Ich habe etliche Passagen des Buches mit  fassungslosem Staunen gelesen und mich gefragt, ob Pomsels Begründung für ihr politisches Desinteresse - "Bin ja auch eine Frau" - typisch für ihre Generation sein könnte. Auch heute fehlt es vielen Menschen an der Bereitschaft, sich ernsthaft mit politischen Themen auseinanderzusetzen und Hintergründe für das, was um uns herum passiert, zu verstehen. Wie fatal es enden kann, wenn zu viele so denken, zeigt die Geschichte.

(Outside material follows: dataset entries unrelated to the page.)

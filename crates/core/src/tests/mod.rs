// Copyright (C) 2026 Fred Clausen
// Use of this source code is governed by an MIT-style
// license that can be found in the LICENSE file or at
// https://opensource.org/licenses/MIT.

#![allow(clippy::expect_used, clippy::unwrap_used)]

mod finalize_tests;
mod helpers;
mod item_tests;
// Copyright (C) 2026 Fred Clausen
// Use of this source code is governed by an MIT-style
// license that can be found in the LICENSE file or at
// https://opensource.org/licenses/MIT.

use crate::command::Command;
use crate::error::CoreError;
use crate::state::{CaseState, CaseTransition, OpenCaseResult, Outcome};
use clinica_audit::{Action, Actor, AuditEvent, Cause, StateSnapshot};
use clinica_domain::{
    AllocationRequest, CaseStatus, CommissionSummary, DomainError, Item, ItemStatus, Money,
    NewCase, NewItem, NewPayment, PaymentMethod, Procedure, check_transition, derive_commissions,
    validate_allocations,
};
use time::OffsetDateTime;

/// Opens a new case in `triage`.
///
/// The client's existence is checked by the caller against the client
/// registry; this only builds the draft and its audit event.
#[must_use]
pub fn apply_open_case(
    client_id: i64,
    evaluator_id: Option<i64>,
    notes: Option<String>,
    actor: Actor,
    cause: Cause,
    now: OffsetDateTime,
) -> OpenCaseResult {
    let new_case: NewCase = NewCase::new(client_id, evaluator_id, notes, now);
    let before: StateSnapshot = StateSnapshot::new(String::from("status=none"));
    let after: StateSnapshot = StateSnapshot::of_case(
        CaseStatus::Triage,
        &[
            ("items", String::from("0")),
            ("due", Money::ZERO.to_string()),
            ("paid", Money::ZERO.to_string()),
        ],
    );
    let action: Action = Action::new(
        String::from("OpenCase"),
        Some(format!("Opened case for client {client_id}")),
    );

    OpenCaseResult {
        new_case,
        audit_event: AuditEvent::new(actor, cause, action, before, after),
    }
}

/// Applies a command to a case, producing the new state, what must be
/// persisted and an audit event.
///
/// No command is accepted once the case is finalized.
///
/// # Errors
///
/// Returns `CoreError::DomainViolation` carrying the first rule the
/// command breaks. The input state is never modified.
pub fn apply(
    state: &CaseState,
    command: Command,
    actor: Actor,
    cause: Cause,
    now: OffsetDateTime,
) -> Result<CaseTransition, CoreError> {
    state.case.ensure_not_finalized()?;

    let name: &'static str = command.name();
    let mut new_state: CaseState = state.clone();

    let (outcome, details): (Outcome, String) = match command {
        Command::AssignEvaluator { evaluator_id } => {
            assign_evaluator(&mut new_state, evaluator_id)?
        }
        Command::AddItem {
            procedure,
            seller_id,
            executor_id,
            price_override,
        } => add_item(
            &mut new_state,
            &procedure,
            seller_id,
            executor_id,
            price_override,
            now,
        )?,
        Command::RemoveItem { item_id } => remove_item(&mut new_state, item_id)?,
        Command::AssignExecutor {
            item_id,
            executor_id,
        } => assign_executor(&mut new_state, item_id, executor_id)?,
        Command::AdvanceItemStatus { item_id, target } => {
            advance_item(&mut new_state, item_id, target, &actor, now)?
        }
        Command::RegisterPayment {
            amount,
            method,
            installment_count,
            note,
            allocations,
        } => register_payment(
            &mut new_state,
            PaymentInput {
                amount,
                method,
                installment_count,
                note,
                allocations,
            },
            actor.staff_id,
            now,
        )?,
        Command::RequestTransition { target } => {
            transition(&mut new_state, target, actor.staff_id, now)?
        }
        Command::Finalize => {
            transition(&mut new_state, CaseStatus::Finalized, actor.staff_id, now)?
        }
    };

    let after: StateSnapshot = match &outcome {
        Outcome::ItemAdded { item, .. } => new_state.to_snapshot_with(item),
        _ => new_state.to_snapshot(),
    };
    let audit_event: AuditEvent = AuditEvent::new(
        actor,
        cause,
        Action::new(String::from(name), Some(details)),
        state.to_snapshot(),
        after,
    );

    Ok(CaseTransition {
        new_state,
        outcome,
        audit_event,
    })
}

type Applied = Result<(Outcome, String), CoreError>;

fn find_item(state: &CaseState, item_id: i64) -> Result<&Item, DomainError> {
    state.item(item_id).ok_or(DomainError::ItemNotInCase {
        case_id: state.case.case_id,
        item_id,
    })
}

fn find_item_mut(state: &mut CaseState, item_id: i64) -> Result<&mut Item, DomainError> {
    let case_id: i64 = state.case.case_id;
    state
        .item_mut(item_id)
        .ok_or(DomainError::ItemNotInCase { case_id, item_id })
}

fn assign_evaluator(state: &mut CaseState, evaluator_id: i64) -> Applied {
    if !state.case.status.allows_evaluator_assignment() {
        return Err(DomainError::EvaluatorAssignmentNotAllowed(state.case.status).into());
    }
    state.case.evaluator_id = Some(evaluator_id);
    Ok((
        Outcome::EvaluatorAssigned { evaluator_id },
        format!("Evaluator set to staff {evaluator_id}"),
    ))
}

fn add_item(
    state: &mut CaseState,
    procedure: &Procedure,
    seller_id: Option<i64>,
    executor_id: Option<i64>,
    price_override: Option<Money>,
    now: OffsetDateTime,
) -> Applied {
    let status: CaseStatus = state.case.status;
    if !status.accepts_new_items() {
        return Err(DomainError::ItemsNotAccepted(status).into());
    }
    procedure.ensure_active()?;
    let price: Money = procedure.item_price(price_override)?;

    let item: NewItem = NewItem {
        case_id: state.case.case_id,
        procedure_id: procedure.procedure_id,
        seller_id,
        executor_id,
        price,
        created_at: now,
    };

    // A new billable item has to be paid before execution resumes.
    let reopened: bool = status == CaseStatus::InExecution;
    if reopened {
        state.case.status = CaseStatus::AwaitingPayment;
    }
    state
        .commission_rates
        .insert(procedure.procedure_id, procedure.rates());

    let details: String = format!(
        "Added procedure {} ({}) at {price}{}",
        procedure.procedure_id,
        procedure.name,
        if reopened {
            "; case returned to awaiting payment"
        } else {
            ""
        }
    );
    Ok((Outcome::ItemAdded { item, reopened }, details))
}

fn remove_item(state: &mut CaseState, item_id: i64) -> Applied {
    if !state.case.status.allows_item_removal() {
        return Err(DomainError::ItemRemovalNotAllowed(state.case.status).into());
    }
    find_item(state, item_id)?;
    state.items.retain(|i| i.item_id != item_id);
    Ok((
        Outcome::ItemRemoved { item_id },
        format!("Removed item {item_id}"),
    ))
}

fn assign_executor(state: &mut CaseState, item_id: i64, executor_id: i64) -> Applied {
    find_item_mut(state, item_id)?.assign_executor(executor_id)?;
    Ok((
        Outcome::ExecutorAssigned {
            item_id,
            executor_id,
        },
        format!("Item {item_id} assigned to staff {executor_id}"),
    ))
}

fn advance_item(
    state: &mut CaseState,
    item_id: i64,
    target: ItemStatus,
    actor: &Actor,
    now: OffsetDateTime,
) -> Applied {
    if !state.case.status.allows_execution() {
        return Err(DomainError::ExecutionNotUnlocked(state.case.status).into());
    }
    let item: &mut Item = find_item_mut(state, item_id)?;
    item.ensure_executor(actor.staff_id, actor.role)?;
    let from: ItemStatus = item.status;
    item.advance(target, now)?;

    Ok((
        Outcome::ItemAdvanced {
            item_id,
            status: item.status,
            completed_at: item.completed_at,
        },
        format!("Item {item_id}: {from} -> {target}"),
    ))
}

struct PaymentInput {
    amount: Money,
    method: PaymentMethod,
    installment_count: u32,
    note: Option<String>,
    allocations: Vec<AllocationRequest>,
}

fn register_payment(
    state: &mut CaseState,
    input: PaymentInput,
    receiver_id: i64,
    now: OffsetDateTime,
) -> Applied {
    let status: CaseStatus = state.case.status;
    if !status.accepts_payments() {
        return Err(DomainError::PaymentsNotAccepted(status).into());
    }
    input.method.validate_installment_count(input.installment_count)?;
    validate_allocations(
        state.case.case_id,
        input.amount,
        &input.allocations,
        &state.items,
    )?;

    let mut item_statuses: Vec<(i64, ItemStatus)> = Vec::with_capacity(input.allocations.len());
    for allocation in &input.allocations {
        let item: &mut Item = find_item_mut(state, allocation.item_id)?;
        item.apply_payment(allocation.amount)?;
        item_statuses.push((item.item_id, item.status));
    }
    state.payments_total = state.payments_total.checked_add(input.amount)?;

    let details: String = format!(
        "Received {} via {} across {} item(s)",
        input.amount,
        input.method,
        input.allocations.len()
    );
    let payment: NewPayment = NewPayment {
        case_id: state.case.case_id,
        receiver_id: Some(receiver_id),
        amount: input.amount,
        method: input.method,
        installment_count: input.installment_count,
        note: input
            .note
            .map(|n| n.trim().to_string())
            .filter(|n| !n.is_empty()),
        allocations: input.allocations,
        created_at: now,
    };

    Ok((
        Outcome::PaymentRegistered {
            payment,
            item_statuses,
        },
        details,
    ))
}

fn transition(
    state: &mut CaseState,
    target: CaseStatus,
    actor_id: i64,
    now: OffsetDateTime,
) -> Applied {
    let from: CaseStatus = state.case.status;
    check_transition(state.case.case_id, from, target, state.guard_context())?;

    if target == CaseStatus::Finalized {
        let summary: CommissionSummary =
            derive_commissions(&state.items, &state.commission_rates)?;
        state.case.enter(target, actor_id, now);
        let details: String = format!(
            "Finalized; commissions sale {} execution {} total {}",
            summary.sale_total, summary.execution_total, summary.grand_total
        );
        return Ok((Outcome::Finalized(summary), details));
    }

    state.case.enter(target, actor_id, now);
    Ok((
        Outcome::Transitioned { from, to: target },
        format!("{from} -> {target}"),
    ))
}
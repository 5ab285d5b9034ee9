// Copyright (C) 2026 Fred Clausen
// Use of this source code is governed by an MIT-style
// license that can be found in the LICENSE file or at
// https://opensource.org/licenses/MIT.

//! Seams to the systems the case engine consumes.
//!
//! The procedure catalog, the identity service and the client registry are
//! owned elsewhere; the engine only needs the narrow lookups below.
//! `CaseStore` is the transactional store the operations drive. All four
//! are implemented for [`Persistence`].

use clinica::{CaseState, Command};
use clinica_audit::{Actor, Cause};
use clinica_domain::{Installment, Procedure};
use clinica_persistence::{
    AwaitingPaymentEntry, CaseSummary, CommittedCommand, OpenedCase, Persistence,
    PersistenceError, StaffMember,
};
use time::{Date, OffsetDateTime};

use crate::error::ApiError;

/// Procedure catalog lookups.
pub trait ProcedureCatalog {
    /// Returns the catalog entry, or `None` if it does not exist.
    ///
    /// # Errors
    ///
    /// Returns an error if the catalog cannot be reached.
    fn get_procedure(&mut self, procedure_id: i64) -> Result<Option<Procedure>, ApiError>;
}

/// Identity and role lookups.
pub trait IdentityService {
    /// Returns the staff member, or `None` if unknown.
    ///
    /// # Errors
    ///
    /// Returns an error if the identity service cannot be reached.
    fn find_staff(&mut self, staff_id: i64) -> Result<Option<StaffMember>, ApiError>;

    /// True if the staff member is active and may execute procedures.
    ///
    /// # Errors
    ///
    /// Returns an error if the identity service cannot be reached.
    fn is_executor_or_admin(&mut self, staff_id: i64) -> Result<bool, ApiError> {
        Ok(self
            .find_staff(staff_id)?
            .is_some_and(|s| s.is_active && s.role.is_executor_or_admin()))
    }

    /// True if the staff member is active and may evaluate clients.
    ///
    /// # Errors
    ///
    /// Returns an error if the identity service cannot be reached.
    fn is_evaluator_or_admin(&mut self, staff_id: i64) -> Result<bool, ApiError> {
        Ok(self
            .find_staff(staff_id)?
            .is_some_and(|s| s.is_active && s.role.is_evaluator_or_admin()))
    }
}

/// Client existence checks.
pub trait ClientRegistry {
    /// True if the client exists.
    ///
    /// # Errors
    ///
    /// Returns an error if the registry cannot be reached.
    fn client_exists(&mut self, client_id: i64) -> Result<bool, ApiError>;
}

/// The transactional case store.
///
/// Each mutating method commits everything or nothing.
#[allow(clippy::missing_errors_doc)]
pub trait CaseStore {
    fn open_case(
        &mut self,
        client_id: i64,
        evaluator_id: Option<i64>,
        notes: Option<String>,
        actor: Actor,
        cause: Cause,
        now: OffsetDateTime,
    ) -> Result<OpenedCase, PersistenceError>;

    fn apply_case_command(
        &mut self,
        case_id: i64,
        command: Command,
        actor: Actor,
        cause: Cause,
        now: OffsetDateTime,
    ) -> Result<CommittedCommand, PersistenceError>;

    #[allow(clippy::too_many_arguments)]
    fn schedule_installments(
        &mut self,
        case_id: i64,
        count: u32,
        first_due: Date,
        interval_days: u32,
        actor: Actor,
        cause: Cause,
        now: OffsetDateTime,
    ) -> Result<Vec<Installment>, PersistenceError>;

    fn settle_installment(
        &mut self,
        installment_id: i64,
        payment_id: i64,
        actor: Actor,
        cause: Cause,
        now: OffsetDateTime,
    ) -> Result<Installment, PersistenceError>;

    fn load_case_state(&mut self, case_id: i64) -> Result<CaseState, PersistenceError>;

    fn get_case_summary(&mut self, case_id: i64) -> Result<CaseSummary, PersistenceError>;

    fn awaiting_payment_report(&mut self) -> Result<Vec<AwaitingPaymentEntry>, PersistenceError>;
}

impl ProcedureCatalog for Persistence {
    fn get_procedure(&mut self, procedure_id: i64) -> Result<Option<Procedure>, ApiError> {
        Ok(Self::get_procedure(self, procedure_id)?)
    }
}

impl IdentityService for Persistence {
    fn find_staff(&mut self, staff_id: i64) -> Result<Option<StaffMember>, ApiError> {
        Ok(self.get_staff(staff_id)?)
    }
}

impl ClientRegistry for Persistence {
    fn client_exists(&mut self, client_id: i64) -> Result<bool, ApiError> {
        Ok(Self::client_exists(self, client_id)?)
    }
}

impl CaseStore for Persistence {
    fn open_case(
        &mut self,
        client_id: i64,
        evaluator_id: Option<i64>,
        notes: Option<String>,
        actor: Actor,
        cause: Cause,
        now: OffsetDateTime,
    ) -> Result<OpenedCase, PersistenceError> {
        Self::open_case(self, client_id, evaluator_id, notes, actor, cause, now)
    }

    fn apply_case_command(
        &mut self,
        case_id: i64,
        command: Command,
        actor: Actor,
        cause: Cause,
        now: OffsetDateTime,
    ) -> Result<CommittedCommand, PersistenceError> {
        Self::apply_case_command(self, case_id, command, actor, cause, now)
    }

    fn schedule_installments(
        &mut self,
        case_id: i64,
        count: u32,
        first_due: Date,
        interval_days: u32,
        actor: Actor,
        cause: Cause,
        now: OffsetDateTime,
    ) -> Result<Vec<Installment>, PersistenceError> {
        Self::schedule_installments(
            self,
            case_id,
            count,
            first_due,
            interval_days,
            actor,
            cause,
            now,
        )
    }

    fn settle_installment(
        &mut self,
        installment_id: i64,
        payment_id: i64,
        actor: Actor,
        cause: Cause,
        now: OffsetDateTime,
    ) -> Result<Installment, PersistenceError> {
        Self::settle_installment(self, installment_id, payment_id, actor, cause, now)
    }

    fn load_case_state(&mut self, case_id: i64) -> Result<CaseState, PersistenceError> {
        Self::load_case_state(self, case_id)
    }

    fn get_case_summary(&mut self, case_id: i64) -> Result<CaseSummary, PersistenceError> {
        Self::get_case_summary(self, case_id)
    }

    fn awaiting_payment_report(&mut self) -> Result<Vec<AwaitingPaymentEntry>, PersistenceError> {
        Self::awaiting_payment_report(self)
    }
}
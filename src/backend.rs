// Key/value persistence backends

use crate::error::BackendError;
use fs2::FileExt;
use rusqlite::{Connection, OptionalExtension};
use std::collections::HashMap;
use std::fs::{self, OpenOptions};
use std::io::Write;
use std::path::{Path, PathBuf};
use tempfile::NamedTempFile;
use tracing::{debug, info};

const CURRENT_VERSION: u32 = 1;

/// Named-blob storage the store writes through to.
///
/// Both operations may fail; callers decide how much to trust the result.
pub trait Backend {
    /// Read the blob stored under `key`, `None` if nothing was saved
    fn load(&self, key: &str) -> Result<Option<String>, BackendError>;

    /// Replace the blob stored under `key`
    fn save(&mut self, key: &str, value: &str) -> Result<(), BackendError>;
}

impl<B: Backend + ?Sized> Backend for Box<B> {
    fn load(&self, key: &str) -> Result<Option<String>, BackendError> {
        (**self).load(key)
    }

    fn save(&mut self, key: &str, value: &str) -> Result<(), BackendError> {
        (**self).save(key, value)
    }
}

fn validate_key(key: &str) -> Result<(), BackendError> {
    if key.is_empty() {
        return Err(BackendError::InvalidKey("key cannot be empty".to_string()));
    }
    if key.len() > 64 {
        return Err(BackendError::InvalidKey(format!("key too long: {} (max 64 chars)", key)));
    }
    if !key.chars().all(|c| c.is_alphanumeric() || c == '_' || c == '-') {
        return Err(BackendError::InvalidKey(format!(
            "invalid key: {} (must be alphanumeric with _/-)",
            key
        )));
    }
    Ok(())
}

// ============================================================================
// In-memory
// ============================================================================

/// Volatile backend, mostly for tests and throwaway sessions
#[derive(Debug, Clone, Default)]
pub struct MemoryBackend {
    entries: HashMap<String, String>,
}

impl MemoryBackend {
    pub fn new() -> Self {
        Self::default()
    }

    /// Start with `key` already holding `value`
    pub fn with_entry(mut self, key: &str, value: &str) -> Self {
        self.entries.insert(key.to_string(), value.to_string());
        self
    }

    pub fn get(&self, key: &str) -> Option<&str> {
        self.entries.get(key).map(String::as_str)
    }
}

impl Backend for MemoryBackend {
    fn load(&self, key: &str) -> Result<Option<String>, BackendError> {
        validate_key(key)?;
        Ok(self.entries.get(key).cloned())
    }

    fn save(&mut self, key: &str, value: &str) -> Result<(), BackendError> {
        validate_key(key)?;
        self.entries.insert(key.to_string(), value.to_string());
        Ok(())
    }
}

// ============================================================================
// One file per key
// ============================================================================

/// Stores each key as `{key}.json` inside a directory
#[derive(Debug, Clone)]
pub struct FileBackend {
    base_path: PathBuf,
}

impl FileBackend {
    /// Open or create a file store rooted at `path`
    pub fn open<P: AsRef<Path>>(path: P) -> Result<Self, BackendError> {
        let base_path = path.as_ref().to_path_buf();
        fs::create_dir_all(&base_path)?;

        let backend = Self { base_path };
        backend.create_gitignore()?;
        backend.write_version()?;

        debug!(path = ?backend.base_path, "Opened file backend");
        Ok(backend)
    }

    /// Keep lock files and half-written temp files out of version control
    fn create_gitignore(&self) -> Result<(), BackendError> {
        let gitignore_path = self.base_path.join(".gitignore");
        if !gitignore_path.exists() {
            fs::write(gitignore_path, "*.lock\n.tmp*\n")?;
        }
        Ok(())
    }

    fn write_version(&self) -> Result<(), BackendError> {
        let version_path = self.base_path.join(".version");
        if !version_path.exists() {
            fs::write(version_path, CURRENT_VERSION.to_string())?;
        }
        Ok(())
    }

    fn key_path(&self, key: &str) -> Result<PathBuf, BackendError> {
        validate_key(key)?;
        Ok(self.base_path.join(format!("{}.json", key)))
    }

    fn lock_path(&self, key: &str) -> PathBuf {
        self.base_path.join(format!("{}.lock", key))
    }
}

impl Backend for FileBackend {
    fn load(&self, key: &str) -> Result<Option<String>, BackendError> {
        let path = self.key_path(key)?;
        if !path.exists() {
            return Ok(None);
        }

        // Saves replace the file by rename, so a read sees either the old or the new blob
        Ok(Some(fs::read_to_string(&path)?))
    }

    fn save(&mut self, key: &str, value: &str) -> Result<(), BackendError> {
        let path = self.key_path(key)?;

        // Serialize writers; the lock is released when the file is dropped
        let lock = OpenOptions::new()
            .create(true)
            .write(true)
            .truncate(false)
            .open(self.lock_path(key))?;
        lock.lock_exclusive()?;

        let mut tmp = NamedTempFile::new_in(&self.base_path)?;
        tmp.write_all(value.as_bytes())?;
        tmp.as_file().sync_all()?;
        tmp.persist(&path).map_err(|e| BackendError::Io(e.error))?;

        debug!(key, bytes = value.len(), "Saved blob to file");
        Ok(())
    }
}

// ============================================================================
// SQLite key/value table
// ============================================================================

/// Stores blobs in a single SQLite `kv` table
pub struct SqliteBackend {
    db: Connection,
}

impl SqliteBackend {
    /// Open or create `todostore.db` inside `path`
    pub fn open<P: AsRef<Path>>(path: P) -> Result<Self, BackendError> {
        fs::create_dir_all(path.as_ref())?;
        let db = Connection::open(path.as_ref().join("todostore.db"))?;
        Self::with_connection(db)
    }

    pub fn open_in_memory() -> Result<Self, BackendError> {
        Self::with_connection(Connection::open_in_memory()?)
    }

    fn with_connection(db: Connection) -> Result<Self, BackendError> {
        let backend = Self { db };
        backend.create_schema()?;
        info!("Opened SQLite backend");
        Ok(backend)
    }

    fn create_schema(&self) -> Result<(), BackendError> {
        debug!("Creating database schema");

        self.db.execute_batch(
            r#"
            CREATE TABLE IF NOT EXISTS kv (
                key TEXT PRIMARY KEY,
                value TEXT NOT NULL,
                updated_at INTEGER NOT NULL
            );
            "#,
        )?;

        Ok(())
    }
}

impl Backend for SqliteBackend {
    fn load(&self, key: &str) -> Result<Option<String>, BackendError> {
        validate_key(key)?;

        let value = self
            .db
            .query_row("SELECT value FROM kv WHERE key = ?1", [key], |row| row.get(0))
            .optional()?;

        Ok(value)
    }

    fn save(&mut self, key: &str, value: &str) -> Result<(), BackendError> {
        validate_key(key)?;

        self.db.execute(
            "INSERT OR REPLACE INTO kv (key, value, updated_at) VALUES (?1, ?2, ?3)",
            rusqlite::params![key, value, now_ms()],
        )?;

        debug!(key, bytes = value.len(), "Saved blob to SQLite");
        Ok(())
    }
}

// Helper function for timestamps
pub fn now_ms() -> i64 {
    chrono::Utc::now().timestamp_millis()
}
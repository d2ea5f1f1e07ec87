// Completion-status filtering for collection views

use crate::task::Task;
use std::str::FromStr;
use thiserror::Error;

/// Which tasks a view keeps
#[derive(Debug, Clone, Copy, Default, PartialEq, Eq)]
pub enum FilterMode {
    #[default]
    All,
    Active,    // completed == false
    Completed, // completed == true
}

impl FilterMode {
    pub fn matches(self, task: &Task) -> bool {
        match self {
            FilterMode::All => true,
            FilterMode::Active => !task.is_completed(),
            FilterMode::Completed => task.is_completed(),
        }
    }

    pub fn as_str(self) -> &'static str {
        match self {
            FilterMode::All => "all",
            FilterMode::Active => "active",
            FilterMode::Completed => "completed",
        }
    }
}

impl std::fmt::Display for FilterMode {
    fn fmt(&self, f: &mut std::fmt::Formatter<'_>) -> std::fmt::Result {
        f.write_str(self.as_str())
    }
}

#[derive(Debug, Error)]
#[error("unknown filter mode '{0}' (expected all, active or completed)")]
pub struct ParseFilterModeError(String);

impl FromStr for FilterMode {
    type Err = ParseFilterModeError;

    fn from_str(s: &str) -> Result<Self, Self::Err> {
        match s.trim().to_ascii_lowercase().as_str() {
            "all" => Ok(FilterMode::All),
            "active" => Ok(FilterMode::Active),
            "completed" => Ok(FilterMode::Completed),
            other => Err(ParseFilterModeError(other.to_string())),
        }
    }
}

#[cfg(test)]
mod tests {
    use super::*;

    #[test]
    fn test_filter_matches() {
        let open = Task::new("1", "open");
        let done = Task::new("2", "done").with_completed(true);

        assert!(FilterMode::All.matches(&open));
        assert!(FilterMode::All.matches(&done));
        assert!(FilterMode::Active.matches(&open));
        assert!(!FilterMode::Active.matches(&done));
        assert!(!FilterMode::Completed.matches(&open));
        assert!(FilterMode::Completed.matches(&done));
    }

    #[test]
    fn test_filter_mode_from_str() {
        assert_eq!("all".parse::<FilterMode>().unwrap(), FilterMode::All);
        assert_eq!("Active".parse::<FilterMode>().unwrap(), FilterMode::Active);
        assert_eq!(" completed ".parse::<FilterMode>().unwrap(), FilterMode::Completed);
        assert!("done".parse::<FilterMode>().is_err());
    }

    #[test]
    fn test_filter_mode_display() {
        assert_eq!(FilterMode::All.to_string(), "all");
        assert_eq!(FilterMode::Active.to_string(), "active");
        assert_eq!(FilterMode::Completed.to_string(), "completed");
        assert_eq!(FilterMode::default(), FilterMode::All);
    }
}
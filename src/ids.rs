// Identifier generation for new tasks

use uuid::Uuid;

/// Produces opaque ids for newly created tasks.
///
/// Implementations must not repeat an id within one session.
pub trait IdGenerator {
    fn new_id(&mut self) -> String;
}

/// Time-ordered UUID v7 ids
#[derive(Debug, Clone, Copy, Default)]
pub struct UuidIds;

impl IdGenerator for UuidIds {
    fn new_id(&mut self) -> String {
        Uuid::now_v7().to_string()
    }
}

/// Deterministic `{prefix}{n}` ids, counting up from 1
#[derive(Debug, Clone)]
pub struct SequentialIds {
    prefix: String,
    next: u64,
}

impl SequentialIds {
    pub fn new(prefix: impl Into<String>) -> Self {
        Self {
            prefix: prefix.into(),
            next: 1,
        }
    }
}

impl Default for SequentialIds {
    fn default() -> Self {
        Self::new("task-")
    }
}

impl IdGenerator for SequentialIds {
    fn new_id(&mut self) -> String {
        let id = format!("{}{}", self.prefix, self.next);
        self.next += 1;
        id
    }
}

#[cfg(test)]
mod tests {
    use super::*;
    use std::collections::HashSet;

    #[test]
    fn test_uuid_ids_unique() {
        let mut ids = UuidIds;
        let generated: HashSet<String> = (0..1000).map(|_| ids.new_id()).collect();
        assert_eq!(generated.len(), 1000);
    }

    #[test]
    fn test_uuid_ids_are_v7() {
        let id = UuidIds.new_id();
        let parsed = Uuid::parse_str(&id).unwrap();
        assert_eq!(parsed.get_version_num(), 7);
    }

    #[test]
    fn test_sequential_ids() {
        let mut ids = SequentialIds::new("t");
        assert_eq!(ids.new_id(), "t1");
        assert_eq!(ids.new_id(), "t2");
        assert_eq!(SequentialIds::default().new_id(), "task-1");
    }
}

Ein deutsches Leben endet nicht mit dem Untergang des sogenannten Dritten Reichs, sondern streift auch Pomsels Leben nach dessen Zusammenbruch. Sie geriet in sowjetische Gefangenschaft und arbeitete nach ihrer Freilassung beim Südwestfunk. Der RIAS, bei dem Pomsel zuerst nach einer Anstellung gefragt hatte, lehnte sie wegen ihrer Parteimitgliedschaft ab.
Brunhilde Pomsel ist 2017 im Alter von 106 Jahren verstorben - am 27. Januar, dem Holocaust-Gedenktag.

Der Politikwissenschaftler und Soziologe Thore D, Hansen analysiert in einem ausführlichen Nachwort Brunhilde Pomsels Schilderungen. 

Ein deutsches Leben ist 2017 bei Europa Pocket erschienen und kostet als gebundenes Buch 12,10 Euro sowie als Paperback 11 Euro.